Por tanto, creo que sus grandes éxitos económicos forman parte de su pasado, pero no de su presente, pues en 2023 el país iniciará su declive. La principal causa será el estallido de una gran burbuja inmobiliaria, un problema idéntico al que padeció Japón hace 32 años y España 15 ejercicios atrás.

Dado que el auge de China no siempre ha estado sustentado en los mismos factores, un análisis certero debe distinguir dos etapas: 1991-2007 y 2008-22. En la primera, su modelo es el clásico de un país emergente bien gestionado y favorecido por una coyuntura política y económica muy propicia. En la segunda, constituye una réplica del observado en numerosos países desarrollados entre 2001 y 2007.

En la fase inicial, estuvo sustentado en un escaso desarrollo previo de la industria y los servicios, la aplicación del capitalismo neoliberal en las regiones del sudeste, una mano de obra muy barata, un tipo de cambio infravalorado, una ingente inversión pública en fábricas y una elevada atracción del capital extranjero.

Además, la fortuna vivió un largo idilio con los gobernantes chinos. En primer lugar, debido a la aparición de tecnologías que dividían la producción de casi cualquier manufactura en múltiples partes. Sin ellas y los megabuques portacontenedores no hubiera habido globalización comercial y China no habría progresado tanto como lo ha hecho en las últimas tres décadas.

En segundo, por los numerosos errores económicos cometidos por los gobiernos de EEUU y los países de la Unión Europea. Dichas equivocaciones dejaron desprotegidas sus industrias nacionales de la competencia generada por las nuevas empresas chinas. Por un lado, la mayoría de los productos intermedios y las manufacturas del país asiático no fueron gravados con elevados aranceles ni tampoco sometidos a reducidas cuotas a la importación.

Por el otro, sus principales políticos consintieron la manipulación del tipo de cambio por parte del Banco Popular de China. Dicha intervención mantuvo el yuan infravalorado y otorgó una competitividad adicional a las manufacturas del país. Además, ofrecieron una escasa o nula resistencia al desplazamiento de numerosas plantas industriales desde sus territorios a la nación asiática.

Para algunos analistas, los anteriores errores no fueron tales, pues eran intencionados y pretendían poner la economía al servicio de la política. Inicialmente, los líderes de los principales países del mundo los consideraron un gran acierto, pues estaban convencidos de que la llegada de la prosperidad a China facilitaría en pocas décadas la desaparición del comunismo y la conversión del país en una democracia liberal.

A partir de 2008, la crisis financiera advertida en la mayoría de los países desarrollados, la aparición de naciones competidoras en el sudeste asiático con costes laborales inferiores a los de las empresas chinas y la conversión del yuan en una moneda fuerte condujeron a un cambio de modelo económico. Si el anterior temía como base el impulso de la demanda exterior, el nuevo estaría sustentado en el crecimiento de la interior.

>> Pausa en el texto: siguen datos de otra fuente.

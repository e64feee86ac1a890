//! PostgreSQL adapters
//!
//! Implementations of repository traits using SeaORM and PostgreSQL.

pub mod entity;
pub mod mapping;
pub mod repository;


use sea_orm::{ConnectionTrait, DatabaseConnection, DbErr, EntityTrait, Schema};

use crate::domain::entities::{City, Country, Group, Role, User, UserRole};
use crate::domain::ports::RecordStore;

pub use mapping::TableMapping;
pub use repository::PostgresRepository;

/// `RecordStore` backed by a pooled PostgreSQL connection
#[derive(Clone)]
pub struct PostgresStore {
    db: DatabaseConnection,
}

impl PostgresStore {
    pub fn new(db: DatabaseConnection) -> Self {
        Self { db }
    }
}

impl RecordStore for PostgresStore {
    type Countries = PostgresRepository<Country>;
    type Cities = PostgresRepository<City>;
    type Users = PostgresRepository<User>;
    type Groups = PostgresRepository<Group>;
    type Roles = PostgresRepository<Role>;
    type UserRoles = PostgresRepository<UserRole>;

    fn countries(&self) -> Self::Countries {
        PostgresRepository::new(self.db.clone())
    }

    fn cities(&self) -> Self::Cities {
        PostgresRepository::new(self.db.clone())
    }

    fn users(&self) -> Self::Users {
        PostgresRepository::new(self.db.clone())
    }

    fn groups(&self) -> Self::Groups {
        PostgresRepository::new(self.db.clone())
    }

    fn roles(&self) -> Self::Roles {
        PostgresRepository::new(self.db.clone())
    }

    fn user_roles(&self) -> Self::UserRoles {
        PostgresRepository::new(self.db.clone())
    }
}

/// Create any missing tables from the entity definitions, parents first
pub async fn ensure_schema(db: &DatabaseConnection) -> Result<(), DbErr> {
    let backend = db.get_database_backend();
    let schema = Schema::new(backend);

    create_table(db, &schema, entity::countries::Entity).await?;
    create_table(db, &schema, entity::cities::Entity).await?;
    create_table(db, &schema, entity::groups::Entity).await?;
    create_table(db, &schema, entity::roles::Entity).await?;
    create_table(db, &schema, entity::users::Entity).await?;
    create_table(db, &schema, entity::user_roles::Entity).await?;
    Ok(())
}

async fn create_table<E: EntityTrait>(
    db: &DatabaseConnection,
    schema: &Schema,
    entity: E,
) -> Result<(), DbErr> {
    let backend = db.get_database_backend();
    let mut statement = schema.create_table_from_entity(entity);
    statement.if_not_exists();
    db.execute(backend.build(&statement)).await?;
    Ok(())
}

Para conseguir dicho propósito, el ejecutivo estimuló a los bancos a aumentar sustancialmente el crédito disponible. El resultado fue un gran crecimiento económico, aunque inferior al de la etapa previa, la creación de una impresionante burbuja inmobiliaria, la compra por parte de las empresas de numerosas compañías y activos en el extranjero y un elevado incremento del endeudamiento del sector privado.

Durante su generación, una burbuja inmobiliaria proporciona un suplemento anual de crecimiento económico, empleo y riqueza. Por el contrario, su explosión conduce al país a una crisis, si perjudica notablemente a la solvencia de la banca y esta reduce sustancialmente los préstamos a familias y empresas. Si no lo hace, lleva a la nación a un declive, pues ha de sustituir el fallido modelo de desarrollo por otro distinto. Una sustitución que nunca es rápida y jamás asegura el éxito del nuevo.

La última coyuntura describe los principales problemas actuales del Ejecutivo chino. Debe hacer frente a un mayúsculo reto, pues no puede regresar al modelo de la etapa 1991-2007, la suerte que le acompañó durante muchos años se ha transformado en desgracia, la mayoría de sus empresas posee una escasa capacidad de inversión y Xi Jinping adolece del pragmatismo económico que demostró Deng Xiaoping.

El regreso a un modelo esencialmente basado en las exportaciones está condenado al fracaso. En primer lugar, porque en términos reales los costes laborales de China son muy superiores a los de 1991. En segundo, debido a que en las naciones próximas (Vietnam, Indonesia, Tailandia, etcétera) tiene mucha más competencia que 30 años atrás.

En tercero, porque sus productos ya no podrán ganar competitividad mediante la depreciación de su divisa. Si devalúa sustancialmente el yuan, los países occidentales responderán mediante el incremento de sus aranceles o a través de restrictivas cuotas a la importación. Todos quieren aumentar la participación de la industria en su PIB y, a diferencia del reciente pasado, serán mucho más activos en el estímulo de la producción fabril y la defensa de sus empresas.

En las décadas anteriores, una parte de su suerte vino dada por el magnífico funcionamiento de la cadena logística mundial. Su conversión en desgracia llega por sus recientes problemas. Una coyuntura que, unida al previsible aumento de las barreras comerciales a las importaciones procedentes del país asiático, augura la aparición de una deslocalización industrial inversa a la observada en los últimos treinta años. En este caso, desde China a EEUU y la Unión Europea.

La débil demanda de las familias, el gran endeudamiento de las empresas chinas y una mayor dificultad para obtener crédito lastrarán la inversión privada. Un elevado número de compañías venderá activos y filiales en el extranjero para reducir deuda y afrontar con más garantías la nueva etapa económica. Una actuación muy similar a la que realizaron las firmas españolas durante el período 2008-13.

Los problemas generados por la explosión de la burbuja inmobiliaria pueden llevar a Xi Jinping a caer en la tentación. Esta es la sustitución progresiva de la iniciativa privada por la pública y el desarrollo de una modelo de crecimiento basado en la planificación gubernamental.

Si así sucede, el fracaso está garantizado, como lo demuestran las experiencias previas en la URSS, Cuba, numerosos países de Europa del Este y la propia China. Sería un regreso al pasado que jamás hubiera firmado Deng Xiaoping, un gran conocedor de los muchos defectos y las escasas virtudes del indicado modelo.

En definitiva, los éxitos no son eternos. Después de 30 años de elevado incremento del PIB, la sequía económica amenaza a China. No es una consecuencia de la falta de lluvia, sino de la explosión de una impresionante burbuja inmobiliaria. El país necesita un nuevo modelo de desarrollo, pero tiene muy difícil efectuar un cambio rápido y fructífero.

Por dicho motivo, estimo que en el actual ejercicio el país ha entrado en declive. Una coyuntura de la que le costará salir, aunque difícilmente creo que sufra una crisis y decrezca en los próximos años significativamente su PIB. Ahora bien, su conversión en líder económico mundial, sustituyendo a EEUU, no será ni en esta década ni en la siguiente.